On a day when the morning papers all showed images and descriptions of bloodied, violent acts, the RSC’s new production of Titus Andronicus speaks clearly to a society which has a close relationship to violence. This is a play which demonstrates clearly the absurdity behind the eternal truth of violence begetting violence, and has become popular in recent years due to its ability to be simultaneously comic and tragedy, plugging into a cultural psyche which finds it impossible to consider human experience within the confines of simple labels.
In his début at the company, Michael Fentiman directs with a keen flair for imagery, meaning his production sears the pictures created by Shakespeare’s text onto the back of your retinas. Each picture has been clearly thought out on this elaborate, tiled set (Colin Richmond), lit sumptuously at every level by Chris Davey so that when the norm of symmetry is broken, its rupture becomes all the more apparent. I’ve not seen a director use the Swan space so effectively to make meaning out of visual cues (I almost squealed at one point when it seemed that iconic image from Three Kingdoms was being referenced).
Unfortunately, though Fentiman succeeds in his creation of visuals, a lack of pace – especially before the interval – means the potential for a charge towards the ending is never realised and for a play in which so much happens, there is rather a lot of stasis. It seems this lack of congruity is partly what Fentiman is aiming to achieve – as typified by Richmond’s ahistorical costumes – but though this is a theory which works on paper, this production doesn’t quite go far enough in its extremes to make that particular choice pay off.
This is embodied by the ensemble, who at times come close to genius but elsewhere don’t quite grasp the veracity with which Shakespeare writes. Chiron and Demetrius (Jonny Weldon and Perry Millward), for example, are here neither frustrating, comic adolescents nor gruesome young men, whilst Richard Durden’s Marcus doesn’t quite fit within the world Fentiman presents. Conversely, Stephen Boxer’s Titus is one of brute power coupled with a sharp wit and Katy Stephens is a fierce but careful Tamora, who terrifies in her scene with Rose Reynolds’ Lavinia, showing absolutely no remorse, before the latter is carried off only to return with stumps wrapped in her own hair. Kevin Harvey’s tall, imposing Aaron, however, is found at the centre of all our stories both literally and figuratively, in a performance which is somehow both nuanced and brutal.

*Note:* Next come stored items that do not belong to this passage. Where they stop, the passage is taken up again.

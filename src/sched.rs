//! The injected deferral capability.
//!
//! The promise core never blocks and never runs a continuation synchronously
//! inside `chain`; everything it wants to run later is handed to a
//! [`Scheduler`]. Any "run later, non-blocking, best-effort ordered"
//! primitive satisfies the contract: a single-threaded event-loop post, a
//! thread-pool submit, or the deterministic [`LabScheduler`](crate::lab::LabScheduler)
//! used by this crate's tests.
//!
//! The one hard requirement: `defer` must not execute the task synchronously
//! within the call that requests it. Callers must not be able to observe
//! whether a promise settled before or after they attached a continuation.

use std::sync::Arc;

/// A deferred unit of work.
pub type Task = Box<dyn FnOnce() + Send>;

/// Capability to schedule a task for later execution.
///
/// Implementations must run each deferred task at most once, after the
/// current synchronous execution completes, and should preserve submission
/// order between tasks deferred from the same context.
pub trait Scheduler: Send + Sync {
    /// Schedules `task` to run later. Must not run it synchronously.
    fn defer(&self, task: Task);
}

impl<S: Scheduler + ?Sized> Scheduler for Arc<S> {
    fn defer(&self, task: Task) {
        (**self).defer(task);
    }
}
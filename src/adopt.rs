//! Adoption of continuation return values.
//!
//! When a continuation returns, the downstream promise must decide whether
//! the returned value is final or is itself an asynchronous handle to wait
//! on. [`adopt`] makes that decision:
//!
//! 1. A continuation that resolves its own downstream promise with itself
//!    would deadlock settlement forever; the referential cycle is detected
//!    and the downstream rejected with [`CycleError`].
//! 2. A plain value fulfills the downstream directly.
//! 3. A promise, or any foreign value exposing the [`FutureLike`]
//!    registration capability, is subscribed to; its eventual settlement is
//!    forwarded to the downstream. A fulfillment may itself carry another
//!    [`Completion`], which re-enters adoption.
//!
//! Foreign future-like values are untrusted: their registration mechanism
//! may invoke both callbacks, invoke one twice, or fail outright. A per-
//! adoption [`OnceLatch`] guarantees the downstream settles at most once
//! through this path, matching the first invocation; a registration failure
//! rejects the downstream under the same latch. No failure escapes `adopt`
//! itself.

use crate::error::CycleError;
use crate::promise::Promise;
use std::sync::atomic::{AtomicBool, Ordering};
use std::sync::Arc;

/// Callback handed to [`FutureLike::subscribe`] for the fulfillment path.
///
/// The payload is a [`Completion`] rather than a bare value so a future-like
/// object can fulfill with another deferred handle, which adoption unwraps
/// recursively.
pub type AdoptFulfilled<T, E> = Box<dyn FnOnce(Completion<T, E>) + Send>;

/// Callback handed to [`FutureLike::subscribe`] for the rejection path.
pub type AdoptRejected<E> = Box<dyn FnOnce(E) + Send>;

/// The continuation-registration capability of a future-like value.
///
/// Satisfied by [`Promise`] itself and by any external type whose eventual
/// outcome can be observed through a one-shot callback pair. Implementations
/// should invoke exactly one of the two callbacks exactly once; adoption
/// tolerates violations of that contract but well-behaved implementations
/// honor it.
pub trait FutureLike<T, E>: Send {
    /// Registers the callback pair, consuming the handle.
    ///
    /// # Errors
    ///
    /// An `Err` reports that registration itself failed; the caller rejects
    /// its downstream promise with the error.
    fn subscribe(
        self: Box<Self>,
        on_fulfilled: AdoptFulfilled<T, E>,
        on_rejected: AdoptRejected<E>,
    ) -> Result<(), E>;
}

impl<T, E> FutureLike<T, E> for Promise<T, E>
where
    T: Clone + Send + 'static,
    E: Clone + Send + 'static,
{
    fn subscribe(
        self: Box<Self>,
        on_fulfilled: AdoptFulfilled<T, E>,
        on_rejected: AdoptRejected<E>,
    ) -> Result<(), E> {
        self.register(
            Box::new(move |value| on_fulfilled(Completion::Value(value))),
            on_rejected,
        );
        Ok(())
    }
}

/// What a continuation settled on: a final value, or a handle to adopt.
pub enum Completion<T, E> {
    /// A plain value; fulfills the downstream directly.
    Value(T),
    /// One of this crate's own promises; subscribed to, with the referential
    /// cycle check applied first.
    Promise(Promise<T, E>),
    /// A foreign future-like value; subscribed to under the one-shot latch.
    Foreign(Box<dyn FutureLike<T, E>>),
}

impl<T, E> std::fmt::Debug for Completion<T, E> {
    fn fmt(&self, f: &mut std::fmt::Formatter<'_>) -> std::fmt::Result {
        match self {
            Self::Value(_) => f.write_str("Completion::Value"),
            Self::Promise(promise) => f
                .debug_tuple("Completion::Promise")
                .field(&promise.state().name())
                .finish(),
            Self::Foreign(_) => f.write_str("Completion::Foreign"),
        }
    }
}

/// A one-time-write guard: the first `acquire` wins, every later one fails.
///
/// Clones share the flag. The compare-and-set makes the guard hold even when
/// the callbacks it protects fire from another thread.
#[derive(Clone, Debug, Default)]
pub struct OnceLatch {
    fired: Arc<AtomicBool>,
}

impl OnceLatch {
    /// Creates an unfired latch.
    #[must_use]
    pub fn new() -> Self {
        Self::default()
    }

    /// Attempts to fire the latch. Returns true exactly once across all
    /// clones.
    #[must_use]
    pub fn acquire(&self) -> bool {
        self.fired
            .compare_exchange(false, true, Ordering::AcqRel, Ordering::Acquire)
            .is_ok()
    }

    /// Returns true if the latch has fired.
    #[must_use]
    pub fn is_fired(&self) -> bool {
        self.fired.load(Ordering::Acquire)
    }
}

/// Routes a continuation's outcome into the downstream promise.
pub(crate) fn adopt<T, E>(downstream: &Promise<T, E>, completion: Completion<T, E>)
where
    T: Clone + Send + 'static,
    E: Clone + From<CycleError> + Send + 'static,
{
    match completion {
        Completion::Value(value) => downstream.settle_fulfilled(value),
        Completion::Promise(upstream) => {
            if upstream.ptr_eq(downstream) {
                tracing::debug!("adoption: cyclic chaining detected");
                downstream.settle_rejected(E::from(CycleError));
            } else {
                subscribe_guarded(downstream, Box::new(upstream));
            }
        }
        Completion::Foreign(future_like) => subscribe_guarded(downstream, future_like),
    }
}

/// Subscribes to a future-like value with both callbacks behind one latch.
fn subscribe_guarded<T, E>(downstream: &Promise<T, E>, future_like: Box<dyn FutureLike<T, E>>)
where
    T: Clone + Send + 'static,
    E: Clone + From<CycleError> + Send + 'static,
{
    let latch = OnceLatch::new();

    let on_fulfilled: AdoptFulfilled<T, E> = {
        let latch = latch.clone();
        let downstream = downstream.clone();
        Box::new(move |next| {
            if latch.acquire() {
                // Recurse on the newly produced completion: it may itself be
                // a deferred handle that needs adopting.
                adopt(&downstream, next);
            }
        })
    };
    let on_rejected: AdoptRejected<E> = {
        let latch = latch.clone();
        let downstream = downstream.clone();
        Box::new(move |error| {
            if latch.acquire() {
                downstream.settle_rejected(error);
            }
        })
    };

    if let Err(error) = future_like.subscribe(on_fulfilled, on_rejected) {
        tracing::debug!("adoption: registration on future-like value failed");
        if latch.acquire() {
            downstream.settle_rejected(error);
        }
    }
}
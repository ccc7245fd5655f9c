//! Settlement state machine.
//!
//! A promise is in exactly one of three states:
//!
//! ```text
//!               fulfill(value)
//!             ┌───────────────► Fulfilled(value)
//!   Pending ──┤
//!             └───────────────► Rejected(error)
//!               reject(error)
//! ```
//!
//! The transition out of `Pending` happens exactly once; whichever settlement
//! capability fires first wins and every later attempt is a no-op. The
//! continuation queues live *inside* the `Pending` variant, so "queues are
//! populated only while pending and cleared at settlement" is structural: the
//! transition consumes them.

/// A queued reaction to fulfillment, invoked with a clone of the value.
pub(crate) type FulfillReaction<T> = Box<dyn FnOnce(T) + Send>;

/// A queued reaction to rejection, invoked with a clone of the error.
pub(crate) type RejectReaction<E> = Box<dyn FnOnce(E) + Send>;

/// Internal settlement state of a promise.
pub(crate) enum State<T, E> {
    /// Not yet settled; holds the continuation queues in registration order.
    Pending {
        /// Reactions to run on fulfillment, FIFO.
        on_fulfilled: Vec<FulfillReaction<T>>,
        /// Reactions to run on rejection, FIFO.
        on_rejected: Vec<RejectReaction<E>>,
    },
    /// Settled with a success value.
    Fulfilled(T),
    /// Settled with an error.
    Rejected(E),
}

impl<T, E> State<T, E> {
    /// A fresh pending state with empty queues.
    pub(crate) fn pending() -> Self {
        Self::Pending {
            on_fulfilled: Vec::new(),
            on_rejected: Vec::new(),
        }
    }

    /// The observable tag for this state.
    pub(crate) fn tag(&self) -> PromiseState {
        match self {
            Self::Pending { .. } => PromiseState::Pending,
            Self::Fulfilled(_) => PromiseState::Fulfilled,
            Self::Rejected(_) => PromiseState::Rejected,
        }
    }
}

/// The observable settlement state of a promise.
#[derive(Debug, Clone, Copy, PartialEq, Eq, Hash)]
pub enum PromiseState {
    /// Not yet settled.
    Pending,
    /// Settled with a success value.
    Fulfilled,
    /// Settled with an error.
    Rejected,
}

impl PromiseState {
    /// Returns a human-readable name for the state.
    #[must_use]
    pub const fn name(self) -> &'static str {
        match self {
            Self::Pending => "pending",
            Self::Fulfilled => "fulfilled",
            Self::Rejected => "rejected",
        }
    }

    /// Returns true if this is a settled (non-pending) state.
    #[must_use]
    pub const fn is_settled(self) -> bool {
        !matches!(self, Self::Pending)
    }
}

impl std::fmt::Display for PromiseState {
    fn fmt(&self, f: &mut std::fmt::Formatter<'_>) -> std::fmt::Result {
        f.write_str(self.name())
    }
}
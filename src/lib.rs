//! Promissory: a deferred-value primitive with one-shot settlement, chaining,
//! and adoption of future-like values.
//!
//! # Overview
//!
//! A [`Promise`] is a one-shot container for a value that becomes available
//! later. A producer settles it exactly once, with either a success value or
//! an error; consumers attach continuations with [`Promise::chain`] without
//! knowing whether settlement has already happened. Each chaining call
//! produces a new downstream promise whose settlement is driven by the
//! upstream's settlement plus the continuation's outcome.
//!
//! # Core Guarantees
//!
//! - **Monotonic settlement**: a promise leaves `Pending` exactly once; every
//!   later settlement attempt is a no-op
//! - **FIFO drain**: continuations registered while pending fire in
//!   registration order, each exactly once, after settlement
//! - **Uniform deferral**: continuations never run synchronously inside
//!   `chain`, even when the upstream is already settled
//! - **Cycle guard**: a continuation that resolves its own downstream promise
//!   with itself rejects that downstream with [`CycleError`] instead of
//!   deadlocking settlement
//! - **Adoption idempotence**: a misbehaving foreign future-like value that
//!   invokes its callbacks more than once settles the downstream exactly once
//!
//! # Module Structure
//!
//! - [`promise`]: the promise itself, its settlement capabilities, and chaining
//! - [`adopt`]: the adoption algorithm for continuation return values
//! - [`state`]: the settlement state machine
//! - [`error`]: typed errors
//! - [`sched`]: the injected deferral capability
//! - [`lab`]: deterministic scheduler for tests
//!
//! # Example
//!
//! ```
//! use promissory::{Completion, CycleError, LabScheduler, Promise};
//!
//! #[derive(Debug, Clone, PartialEq)]
//! struct Boom;
//! impl From<CycleError> for Boom {
//!     fn from(_: CycleError) -> Self {
//!         Boom
//!     }
//! }
//!
//! let lab = LabScheduler::new();
//! let scheduler = lab.handle();
//!
//! let doubled = Promise::<i32, Boom>::fulfilled(scheduler, 21)
//!     .then(|value| Ok(Completion::Value(value * 2)));
//!
//! // Nothing runs until the scheduler is driven.
//! assert!(doubled.is_pending());
//! lab.run_until_idle();
//! assert_eq!(doubled.try_result(), Some(Ok(42)));
//! ```

#![forbid(unsafe_code)]
#![warn(missing_docs)]
#![warn(clippy::pedantic)]
#![allow(clippy::module_name_repetitions)]
#![allow(clippy::missing_panics_doc)]

pub mod adopt;
pub mod error;
pub mod lab;
pub mod promise;
pub mod sched;
pub mod state;

pub use adopt::{AdoptFulfilled, AdoptRejected, Completion, FutureLike, OnceLatch};
pub use error::CycleError;
pub use lab::LabScheduler;
pub use promise::{Completer, OnFulfilled, OnRejected, Promise};
pub use sched::{Scheduler, Task};
pub use state::PromiseState;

Though we experience gore and pain during the first act, there is crucially little of the red stuff until the final few scenes of the play, ensuring we never become desensitised to violence and allowing for an extraordinary, blackly comic banquet scene in which the company see how much they can make those opposites of comedy and tragedy truly work against each other. It’s a smart piece of stagecraft which underlines this production’s suggestion that young people will only copy the violence of their elders, but I couldn’t help feeling it was somehow unearned and retrospectively left the rest of the play seem disengaged by comparison.